"Tuesday is a day of the week."
Translation:Marți este o zi a săptămânii.
Ok, so there's a lot to unpack here.
"De" doesn't count here because "de" is usually used as "consists (entirely) of": un pahar de lapte (a glass of milk).
What we actually want to say is "day of the week" in terms of "day belonging to the week". To do this, we us a posessive pronoun: "a" (fem. sing. posessive article followed by the noun owning that item.
In our case, that would be "a săptămâna"
But it's made a bit more complicated... The noun appears in its dative form, i.e. it's not the object of the sentence: "Tuesday" is. So we use the definite genitive form of "week": săptămânii
At least this is how I understand it. Noun cases are quite confusing even at the best of times, and are covered in future lessons.
I'll try and explain "din săptămână" in a separate comment.
This form (zi de...) is used when you have to accurately indicate a certain time interval (a season, or a month), such as "Era o frumoasă zi de iarnă" or "Ne-am văzut într-o zi de aprilie". You will never hear "Marți e o zi de săptămână (de lună, de an)" because this sentence says nothing.

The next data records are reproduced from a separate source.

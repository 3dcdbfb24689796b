//! Line-by-line firmware upload with bounded retries.
//!
//! Each line goes out as one `LD` frame and must be answered with `OK` or
//! `ACK` before the next line is sent. A refused or unanswered line is
//! retried up to [`TransferConfig::max_attempts`] times, after which the
//! whole transfer stops. Lines the device already accepted stay loaded.
//! A final `RB` asks the device to apply the image; it is not awaited.

use crate::cancel::{race_with_cancellation, CancelFlag};
use crate::clock::Clock;
use crate::config::TransferConfig;
use crate::engine::ProtocolEngine;
use crate::error::{EmulatorError, TransferError};
use dss_metrics::metric_defs;
use dss_protocol::{FrameError, Request, FIELD_SEPARATOR};
use std::sync::Arc;
use tracing::{debug, info, warn};

/// Progress after a line was accepted.
#[derive(Debug, Clone, Copy, PartialEq, Eq)]
pub struct Progress {
    /// Position of the accepted line in the source.
    pub line_index: usize,
    /// Lines accepted so far.
    pub completed: usize,
    /// Lines that will be sent in total.
    pub total: usize,
    /// `completed / total`, as a rounded percentage.
    pub percent: u8,
}

/// Summary of a completed transfer.
#[derive(Debug, Clone, Copy, Default, PartialEq, Eq)]
pub struct TransferReport {
    /// Lines accepted by the device.
    pub lines_sent: usize,
    /// Blank source lines that were not sent.
    pub lines_skipped: usize,
    /// `LD` frames sent, retries included.
    pub attempts: u32,
    /// Attempts beyond the first for any line.
    pub retries: u32,
}

/// Drives one firmware upload over a protocol engine.
pub struct FirmwareTransfer<'a> {
    engine: &'a ProtocolEngine,
    clock: Arc<dyn Clock>,
    config: TransferConfig,
}

impl<'a> FirmwareTransfer<'a> {
    /// Create a transfer. Acknowledgements must be routed to `engine` by
    /// whoever receives the peer's bytes. `clock` only paces the lines.
    pub fn new(engine: &'a ProtocolEngine, clock: Arc<dyn Clock>, config: TransferConfig) -> Self {
        FirmwareTransfer {
            engine,
            clock,
            config,
        }
    }

    /// Upload `lines` and request a reboot.
    ///
    /// `progress` is called once per accepted line. Blank lines are skipped
    /// but keep their position for the indices reported in errors.
    pub async fn run<I, S>(
        &self,
        lines: I,
        cancel: &CancelFlag,
        progress: impl FnMut(Progress),
    ) -> Result<TransferReport, TransferError>
    where
        I: IntoIterator<Item = S>,
        S: Into<String>,
    {
        let result = self.transfer(lines, cancel, progress).await;
        let outcome = match &result {
            Ok(_) => "completed",
            Err(TransferError::Cancelled { .. }) => "cancelled",
            Err(_) => "failed",
        };
        let labels = self
            .engine
            .labels()
            .with(&[("outcome", outcome.to_string())]);
        dss_metrics::metrics::counter!(metric_defs::FIRMWARE_TRANSFERS.name, &labels).increment(1);
        result
    }

    async fn transfer<I, S>(
        &self,
        lines: I,
        cancel: &CancelFlag,
        mut progress: impl FnMut(Progress),
    ) -> Result<TransferReport, TransferError>
    where
        I: IntoIterator<Item = S>,
        S: Into<String>,
    {
        if self.config.max_attempts == 0 {
            return Err(EmulatorError::Config("max_attempts must be at least 1".to_string()).into());
        }

        let mut report = TransferReport::default();
        let mut queue = Vec::new();
        for (index, line) in lines.into_iter().enumerate() {
            let line: String = line.into();
            let line = line.trim_end_matches(['\r', '\n']).to_string();
            if line.trim().is_empty() {
                report.lines_skipped += 1;
                continue;
            }
            if line.contains(FIELD_SEPARATOR) {
                return Err(EmulatorError::Frame(FrameError::InvalidField {
                    field: "line",
                    value: line,
                })
                .into());
            }
            queue.push((index, line));
        }

        let total = queue.len();
        info!(
            "{}: uploading {} firmware lines",
            self.engine.self_id(),
            total
        );

        for (completed, (line_index, line)) in queue.into_iter().enumerate() {
            if completed > 0
                && race_with_cancellation(self.clock.sleep(self.config.pacing()), cancel)
                    .await
                    .is_none()
            {
                return Err(TransferError::Cancelled { line_index });
            }

            self.send_line(line_index, line, cancel, &mut report).await?;
            report.lines_sent += 1;

            let done = completed + 1;
            progress(Progress {
                line_index,
                completed: done,
                total,
                percent: ((done * 100 + total / 2) / total) as u8,
            });
        }

        if cancel.is_cancelled() {
            return Err(TransferError::Cancelled {
                line_index: report.lines_sent + report.lines_skipped,
            });
        }
        self.engine.send_request(&Request::Reboot)?;
        info!(
            "{}: firmware upload complete ({} lines, {} retries), reboot requested",
            self.engine.self_id(),
            report.lines_sent,
            report.retries
        );
        Ok(report)
    }

    async fn send_line(
        &self,
        line_index: usize,
        line: String,
        cancel: &CancelFlag,
        report: &mut TransferReport,
    ) -> Result<(), TransferError> {
        let max_attempts = self.config.max_attempts;
        let labels = self.engine.labels().to_labels();
        let request = Request::LoadLine { line };

        for attempt in 1..=max_attempts {
            if cancel.is_cancelled() {
                return Err(TransferError::Cancelled { line_index });
            }
            if attempt > 1 {
                report.retries += 1;
                dss_metrics::metrics::counter!(metric_defs::FIRMWARE_LINES_RETRIED.name, &labels)
                    .increment(1);
            }

            let receiver = self.engine.request_with_ack(&request)?;
            report.attempts += 1;
            dss_metrics::metrics::counter!(metric_defs::FIRMWARE_LINES_SENT.name, &labels)
                .increment(1);

            let response = tokio::select! {
                biased;
                _ = cancel.cancelled() => return Err(TransferError::Cancelled { line_index }),
                response = receiver => response.ok(),
                _ = tokio::time::sleep(self.config.ack_timeout()) => None,
            };

            match response {
                Some(response) if response.is_positive() => {
                    debug!(
                        "{}: line {} accepted on attempt {}",
                        self.engine.self_id(),
                        line_index,
                        attempt
                    );
                    return Ok(());
                }
                Some(response) => warn!(
                    "{}: line {} refused with {} (attempt {}/{})",
                    self.engine.self_id(),
                    line_index,
                    response.opcode(),
                    attempt,
                    max_attempts
                ),
                None => warn!(
                    "{}: line {} not acknowledged within {:?} (attempt {}/{})",
                    self.engine.self_id(),
                    line_index,
                    self.config.ack_timeout(),
                    attempt,
                    max_attempts
                ),
            }
        }

        Err(TransferError::RetryExhausted {
            line_index,
            attempts: max_attempts,
        })
    }
}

It changed to săptămânii due to the noun being used in a possessive sense. So, the possessive situation puts us in the genitive case. Therefore, the genitive form of the noun is required. Here, we are saying the "day of the week" or the "week's day." The week sort of possesses or "owns" the day. "Din" would be used if the day were coming out of a container or something like that (ok, obviously an oversimplification). We are not saying the "day FROM the week" but rather "the day OF the week."